Source data
═══
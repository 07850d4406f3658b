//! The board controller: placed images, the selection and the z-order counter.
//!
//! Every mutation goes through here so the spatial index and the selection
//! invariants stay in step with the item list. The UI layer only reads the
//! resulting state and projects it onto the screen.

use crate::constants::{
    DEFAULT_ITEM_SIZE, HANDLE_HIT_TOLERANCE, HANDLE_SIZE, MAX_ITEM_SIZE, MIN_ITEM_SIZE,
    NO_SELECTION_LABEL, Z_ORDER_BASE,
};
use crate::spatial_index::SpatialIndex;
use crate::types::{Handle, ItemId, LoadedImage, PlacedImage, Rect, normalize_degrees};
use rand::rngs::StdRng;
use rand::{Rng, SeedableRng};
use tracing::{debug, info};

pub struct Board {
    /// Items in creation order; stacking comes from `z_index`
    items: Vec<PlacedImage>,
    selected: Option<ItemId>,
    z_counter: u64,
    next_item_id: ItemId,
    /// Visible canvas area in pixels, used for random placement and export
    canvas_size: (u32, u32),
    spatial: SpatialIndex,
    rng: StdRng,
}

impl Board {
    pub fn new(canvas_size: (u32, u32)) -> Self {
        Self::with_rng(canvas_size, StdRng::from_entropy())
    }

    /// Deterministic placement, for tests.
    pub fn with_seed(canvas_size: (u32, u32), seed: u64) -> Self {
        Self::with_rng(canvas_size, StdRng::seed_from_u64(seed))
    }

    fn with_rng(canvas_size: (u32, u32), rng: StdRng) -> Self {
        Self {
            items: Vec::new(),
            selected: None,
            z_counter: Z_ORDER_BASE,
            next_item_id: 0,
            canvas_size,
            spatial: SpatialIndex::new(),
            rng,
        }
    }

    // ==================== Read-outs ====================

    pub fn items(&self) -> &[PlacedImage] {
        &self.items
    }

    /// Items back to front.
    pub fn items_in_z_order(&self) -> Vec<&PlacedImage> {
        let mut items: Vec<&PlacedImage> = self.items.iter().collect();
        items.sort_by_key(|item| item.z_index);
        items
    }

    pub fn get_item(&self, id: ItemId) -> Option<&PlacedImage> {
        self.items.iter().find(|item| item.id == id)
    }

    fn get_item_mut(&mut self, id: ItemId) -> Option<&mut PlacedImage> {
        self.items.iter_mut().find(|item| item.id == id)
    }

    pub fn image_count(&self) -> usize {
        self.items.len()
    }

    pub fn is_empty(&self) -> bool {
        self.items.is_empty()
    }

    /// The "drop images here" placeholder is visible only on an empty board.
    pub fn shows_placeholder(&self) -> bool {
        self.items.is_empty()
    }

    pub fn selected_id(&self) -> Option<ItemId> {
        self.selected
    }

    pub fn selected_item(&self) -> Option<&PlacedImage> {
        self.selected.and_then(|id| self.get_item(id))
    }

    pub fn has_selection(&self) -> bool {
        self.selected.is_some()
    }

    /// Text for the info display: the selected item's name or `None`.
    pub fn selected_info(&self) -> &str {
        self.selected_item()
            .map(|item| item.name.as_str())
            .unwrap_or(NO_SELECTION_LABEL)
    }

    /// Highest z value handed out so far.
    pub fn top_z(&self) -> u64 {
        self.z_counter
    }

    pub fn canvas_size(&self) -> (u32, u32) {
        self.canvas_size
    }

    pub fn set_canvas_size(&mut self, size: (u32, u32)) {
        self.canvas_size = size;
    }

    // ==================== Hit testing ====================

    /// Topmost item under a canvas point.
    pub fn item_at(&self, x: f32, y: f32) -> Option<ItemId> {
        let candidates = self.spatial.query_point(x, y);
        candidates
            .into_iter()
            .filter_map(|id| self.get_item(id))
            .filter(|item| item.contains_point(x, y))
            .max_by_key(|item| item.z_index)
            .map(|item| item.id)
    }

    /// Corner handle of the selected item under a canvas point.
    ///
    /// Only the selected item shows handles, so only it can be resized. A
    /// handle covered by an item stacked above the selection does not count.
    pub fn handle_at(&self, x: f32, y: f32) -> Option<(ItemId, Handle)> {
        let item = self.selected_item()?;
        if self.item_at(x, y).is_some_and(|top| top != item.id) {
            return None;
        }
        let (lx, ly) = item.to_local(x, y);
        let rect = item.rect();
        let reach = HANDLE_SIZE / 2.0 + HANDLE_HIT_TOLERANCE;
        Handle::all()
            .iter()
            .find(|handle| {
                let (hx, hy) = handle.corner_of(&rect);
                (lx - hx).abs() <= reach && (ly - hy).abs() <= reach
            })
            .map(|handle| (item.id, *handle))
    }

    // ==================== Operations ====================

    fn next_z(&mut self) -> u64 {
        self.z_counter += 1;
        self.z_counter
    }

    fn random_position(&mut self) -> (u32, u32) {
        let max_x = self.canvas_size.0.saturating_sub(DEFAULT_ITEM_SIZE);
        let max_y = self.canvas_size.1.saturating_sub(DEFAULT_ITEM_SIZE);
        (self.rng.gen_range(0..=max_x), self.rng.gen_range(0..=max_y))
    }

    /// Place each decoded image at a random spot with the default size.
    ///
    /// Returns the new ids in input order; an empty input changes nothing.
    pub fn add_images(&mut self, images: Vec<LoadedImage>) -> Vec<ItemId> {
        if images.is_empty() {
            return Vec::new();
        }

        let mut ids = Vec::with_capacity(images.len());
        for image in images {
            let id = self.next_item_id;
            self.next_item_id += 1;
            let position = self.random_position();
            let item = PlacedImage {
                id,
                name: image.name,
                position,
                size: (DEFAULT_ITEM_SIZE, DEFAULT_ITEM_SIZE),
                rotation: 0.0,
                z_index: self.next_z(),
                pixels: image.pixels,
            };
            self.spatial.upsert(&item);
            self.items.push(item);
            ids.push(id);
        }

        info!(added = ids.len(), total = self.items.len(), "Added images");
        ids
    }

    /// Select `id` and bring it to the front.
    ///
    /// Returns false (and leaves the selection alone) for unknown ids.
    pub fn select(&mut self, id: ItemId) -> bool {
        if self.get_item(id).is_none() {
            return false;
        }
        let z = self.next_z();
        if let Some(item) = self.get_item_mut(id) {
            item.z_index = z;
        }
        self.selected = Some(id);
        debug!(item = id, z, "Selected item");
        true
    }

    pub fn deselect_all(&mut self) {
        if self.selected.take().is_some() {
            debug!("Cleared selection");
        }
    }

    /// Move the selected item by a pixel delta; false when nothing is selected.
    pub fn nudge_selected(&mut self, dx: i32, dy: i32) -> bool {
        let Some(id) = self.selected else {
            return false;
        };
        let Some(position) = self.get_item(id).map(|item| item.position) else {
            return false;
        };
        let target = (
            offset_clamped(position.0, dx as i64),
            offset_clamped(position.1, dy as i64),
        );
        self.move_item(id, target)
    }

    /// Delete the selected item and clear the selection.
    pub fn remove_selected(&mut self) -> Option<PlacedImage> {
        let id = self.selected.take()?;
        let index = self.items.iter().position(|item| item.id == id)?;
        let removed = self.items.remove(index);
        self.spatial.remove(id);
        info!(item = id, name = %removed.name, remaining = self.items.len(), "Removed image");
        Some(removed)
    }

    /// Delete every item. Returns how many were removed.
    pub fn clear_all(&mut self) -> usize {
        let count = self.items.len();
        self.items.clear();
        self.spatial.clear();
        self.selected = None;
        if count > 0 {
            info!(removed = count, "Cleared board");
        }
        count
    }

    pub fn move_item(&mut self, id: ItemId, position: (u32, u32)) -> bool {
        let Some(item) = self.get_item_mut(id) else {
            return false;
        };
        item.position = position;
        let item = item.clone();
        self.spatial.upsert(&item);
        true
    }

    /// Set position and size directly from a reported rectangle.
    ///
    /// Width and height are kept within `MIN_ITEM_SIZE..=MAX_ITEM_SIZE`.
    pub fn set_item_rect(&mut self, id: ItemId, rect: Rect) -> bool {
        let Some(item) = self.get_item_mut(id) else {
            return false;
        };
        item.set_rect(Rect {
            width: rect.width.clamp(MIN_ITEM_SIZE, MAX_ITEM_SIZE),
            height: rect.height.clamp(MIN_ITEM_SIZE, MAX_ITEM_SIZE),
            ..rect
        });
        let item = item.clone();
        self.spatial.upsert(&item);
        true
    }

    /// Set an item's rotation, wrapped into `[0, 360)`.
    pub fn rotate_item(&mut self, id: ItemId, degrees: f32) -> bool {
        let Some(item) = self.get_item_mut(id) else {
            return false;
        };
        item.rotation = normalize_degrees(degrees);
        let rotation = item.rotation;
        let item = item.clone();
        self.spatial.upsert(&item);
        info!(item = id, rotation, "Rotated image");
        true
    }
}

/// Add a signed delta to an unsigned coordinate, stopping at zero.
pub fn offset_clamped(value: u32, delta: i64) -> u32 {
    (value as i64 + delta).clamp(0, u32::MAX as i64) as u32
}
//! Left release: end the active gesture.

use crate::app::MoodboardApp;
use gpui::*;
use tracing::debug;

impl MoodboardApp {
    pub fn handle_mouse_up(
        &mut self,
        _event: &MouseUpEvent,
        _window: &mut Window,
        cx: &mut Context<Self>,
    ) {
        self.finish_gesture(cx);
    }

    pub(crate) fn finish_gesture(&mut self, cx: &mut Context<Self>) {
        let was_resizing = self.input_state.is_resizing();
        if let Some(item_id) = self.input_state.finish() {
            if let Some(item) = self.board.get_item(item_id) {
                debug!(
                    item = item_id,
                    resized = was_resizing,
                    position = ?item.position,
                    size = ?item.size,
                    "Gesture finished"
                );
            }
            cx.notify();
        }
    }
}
═══
Lines above that have "pixels": copy each of them.

▶ [Your solution]:
    /// Visible canvas area in pixels, used for random placement and export
                pixels: image.pixels,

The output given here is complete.